(Records from a data collection)
○ ○ ○ ○ ○

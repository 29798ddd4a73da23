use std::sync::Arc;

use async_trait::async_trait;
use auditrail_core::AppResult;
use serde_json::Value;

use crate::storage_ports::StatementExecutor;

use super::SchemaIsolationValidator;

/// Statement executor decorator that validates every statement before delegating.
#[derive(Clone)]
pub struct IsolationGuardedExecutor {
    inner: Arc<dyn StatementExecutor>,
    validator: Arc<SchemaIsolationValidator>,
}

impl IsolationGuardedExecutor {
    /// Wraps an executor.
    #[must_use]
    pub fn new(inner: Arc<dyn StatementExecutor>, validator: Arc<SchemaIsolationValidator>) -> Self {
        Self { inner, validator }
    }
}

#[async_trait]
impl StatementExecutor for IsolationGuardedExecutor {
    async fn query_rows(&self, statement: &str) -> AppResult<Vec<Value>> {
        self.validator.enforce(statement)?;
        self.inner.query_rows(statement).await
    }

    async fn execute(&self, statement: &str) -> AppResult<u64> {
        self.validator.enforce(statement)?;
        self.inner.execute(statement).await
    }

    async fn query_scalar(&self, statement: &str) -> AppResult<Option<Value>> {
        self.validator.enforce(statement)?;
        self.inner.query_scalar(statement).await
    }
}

○ ○ ○ ○ ○

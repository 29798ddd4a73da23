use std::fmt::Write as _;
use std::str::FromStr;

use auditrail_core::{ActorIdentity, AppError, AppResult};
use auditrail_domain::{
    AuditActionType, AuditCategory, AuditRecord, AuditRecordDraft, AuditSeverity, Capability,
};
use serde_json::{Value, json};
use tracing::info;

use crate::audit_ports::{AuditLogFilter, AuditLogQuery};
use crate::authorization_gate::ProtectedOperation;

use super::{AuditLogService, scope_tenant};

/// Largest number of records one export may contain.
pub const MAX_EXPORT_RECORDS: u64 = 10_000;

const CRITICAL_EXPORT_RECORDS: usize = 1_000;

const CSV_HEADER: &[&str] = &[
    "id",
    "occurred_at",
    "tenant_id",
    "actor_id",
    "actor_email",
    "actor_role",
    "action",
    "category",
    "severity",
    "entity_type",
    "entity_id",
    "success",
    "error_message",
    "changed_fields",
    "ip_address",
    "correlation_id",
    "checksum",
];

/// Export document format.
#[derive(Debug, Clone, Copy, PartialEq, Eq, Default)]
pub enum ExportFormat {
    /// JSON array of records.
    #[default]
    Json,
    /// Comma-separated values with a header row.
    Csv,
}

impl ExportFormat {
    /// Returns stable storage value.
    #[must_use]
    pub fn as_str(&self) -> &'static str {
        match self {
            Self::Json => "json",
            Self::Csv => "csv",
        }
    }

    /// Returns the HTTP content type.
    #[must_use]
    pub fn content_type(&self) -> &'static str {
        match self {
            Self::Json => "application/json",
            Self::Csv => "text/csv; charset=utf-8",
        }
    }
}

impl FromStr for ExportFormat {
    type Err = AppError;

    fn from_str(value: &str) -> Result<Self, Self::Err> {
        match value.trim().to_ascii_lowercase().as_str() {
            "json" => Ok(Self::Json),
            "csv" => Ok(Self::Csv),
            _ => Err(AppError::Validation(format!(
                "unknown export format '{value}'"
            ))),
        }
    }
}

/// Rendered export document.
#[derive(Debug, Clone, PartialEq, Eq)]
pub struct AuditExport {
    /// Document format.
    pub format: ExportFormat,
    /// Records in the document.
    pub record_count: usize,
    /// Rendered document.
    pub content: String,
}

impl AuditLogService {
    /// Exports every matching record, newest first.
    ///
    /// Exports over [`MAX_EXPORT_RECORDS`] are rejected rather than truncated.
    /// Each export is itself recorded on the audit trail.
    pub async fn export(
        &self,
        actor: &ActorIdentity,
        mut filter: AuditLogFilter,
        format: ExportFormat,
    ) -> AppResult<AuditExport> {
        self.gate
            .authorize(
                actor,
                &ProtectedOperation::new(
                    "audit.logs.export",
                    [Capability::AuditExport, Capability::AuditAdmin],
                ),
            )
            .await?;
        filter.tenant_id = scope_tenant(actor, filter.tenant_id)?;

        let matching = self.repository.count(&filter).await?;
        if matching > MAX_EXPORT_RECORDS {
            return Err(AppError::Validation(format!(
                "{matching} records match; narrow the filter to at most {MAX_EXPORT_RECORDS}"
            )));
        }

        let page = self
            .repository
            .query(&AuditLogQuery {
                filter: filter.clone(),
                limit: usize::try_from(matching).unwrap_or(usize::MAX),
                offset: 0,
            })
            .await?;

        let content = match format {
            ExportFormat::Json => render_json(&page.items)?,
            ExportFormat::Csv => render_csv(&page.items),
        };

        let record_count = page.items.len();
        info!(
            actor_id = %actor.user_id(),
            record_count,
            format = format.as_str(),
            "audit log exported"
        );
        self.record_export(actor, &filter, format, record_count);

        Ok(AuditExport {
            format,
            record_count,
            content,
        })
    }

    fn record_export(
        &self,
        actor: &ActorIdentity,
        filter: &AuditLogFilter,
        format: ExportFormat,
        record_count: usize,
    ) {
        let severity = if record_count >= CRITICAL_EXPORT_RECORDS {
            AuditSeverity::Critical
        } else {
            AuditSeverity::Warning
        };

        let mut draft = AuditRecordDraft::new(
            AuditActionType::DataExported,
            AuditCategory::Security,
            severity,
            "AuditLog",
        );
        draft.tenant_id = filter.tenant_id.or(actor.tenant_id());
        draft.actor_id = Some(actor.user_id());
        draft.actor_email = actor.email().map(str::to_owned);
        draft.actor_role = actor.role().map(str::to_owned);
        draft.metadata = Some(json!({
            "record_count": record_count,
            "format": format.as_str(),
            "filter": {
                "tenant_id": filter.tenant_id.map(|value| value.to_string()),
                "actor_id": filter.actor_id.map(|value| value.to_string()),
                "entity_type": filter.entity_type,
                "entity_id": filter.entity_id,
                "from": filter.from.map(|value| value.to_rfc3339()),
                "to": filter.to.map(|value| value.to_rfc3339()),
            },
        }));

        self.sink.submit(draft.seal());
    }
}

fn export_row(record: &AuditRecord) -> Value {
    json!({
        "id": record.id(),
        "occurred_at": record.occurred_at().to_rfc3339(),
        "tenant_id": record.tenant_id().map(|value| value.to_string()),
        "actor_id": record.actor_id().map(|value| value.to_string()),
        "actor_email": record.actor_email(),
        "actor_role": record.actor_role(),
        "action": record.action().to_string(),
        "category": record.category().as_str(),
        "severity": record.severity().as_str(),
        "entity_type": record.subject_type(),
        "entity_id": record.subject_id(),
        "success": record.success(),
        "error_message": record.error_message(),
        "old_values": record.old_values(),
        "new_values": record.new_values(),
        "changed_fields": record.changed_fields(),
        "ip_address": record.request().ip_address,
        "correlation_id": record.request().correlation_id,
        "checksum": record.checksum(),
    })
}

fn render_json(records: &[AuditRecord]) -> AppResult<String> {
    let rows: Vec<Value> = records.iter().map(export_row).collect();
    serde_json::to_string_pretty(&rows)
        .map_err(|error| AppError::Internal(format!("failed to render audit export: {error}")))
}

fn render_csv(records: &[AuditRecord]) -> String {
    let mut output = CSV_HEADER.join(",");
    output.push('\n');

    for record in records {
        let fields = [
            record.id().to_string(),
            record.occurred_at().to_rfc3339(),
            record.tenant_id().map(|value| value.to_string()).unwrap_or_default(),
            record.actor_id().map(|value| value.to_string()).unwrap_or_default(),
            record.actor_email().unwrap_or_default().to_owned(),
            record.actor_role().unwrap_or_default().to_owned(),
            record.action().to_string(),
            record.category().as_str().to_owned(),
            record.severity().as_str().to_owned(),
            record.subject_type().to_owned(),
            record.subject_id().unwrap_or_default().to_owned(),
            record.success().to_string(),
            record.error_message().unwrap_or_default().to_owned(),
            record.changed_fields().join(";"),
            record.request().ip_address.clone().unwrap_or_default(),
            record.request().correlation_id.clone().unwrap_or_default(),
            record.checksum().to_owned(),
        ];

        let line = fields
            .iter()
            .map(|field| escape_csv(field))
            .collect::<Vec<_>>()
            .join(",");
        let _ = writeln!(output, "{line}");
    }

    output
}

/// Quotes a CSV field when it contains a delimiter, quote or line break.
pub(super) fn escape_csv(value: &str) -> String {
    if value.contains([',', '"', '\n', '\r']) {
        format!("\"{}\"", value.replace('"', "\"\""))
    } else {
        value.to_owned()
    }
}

○ ○ ○ ○ ○

- [Action item]: Search the lines above for the string "SchemaIsolationValidator", then show every one that has it.

- [Response box]:
use super::SchemaIsolationValidator;
    validator: Arc<SchemaIsolationValidator>,
    pub fn new(inner: Arc<dyn StatementExecutor>, validator: Arc<SchemaIsolationValidator>) -> Self {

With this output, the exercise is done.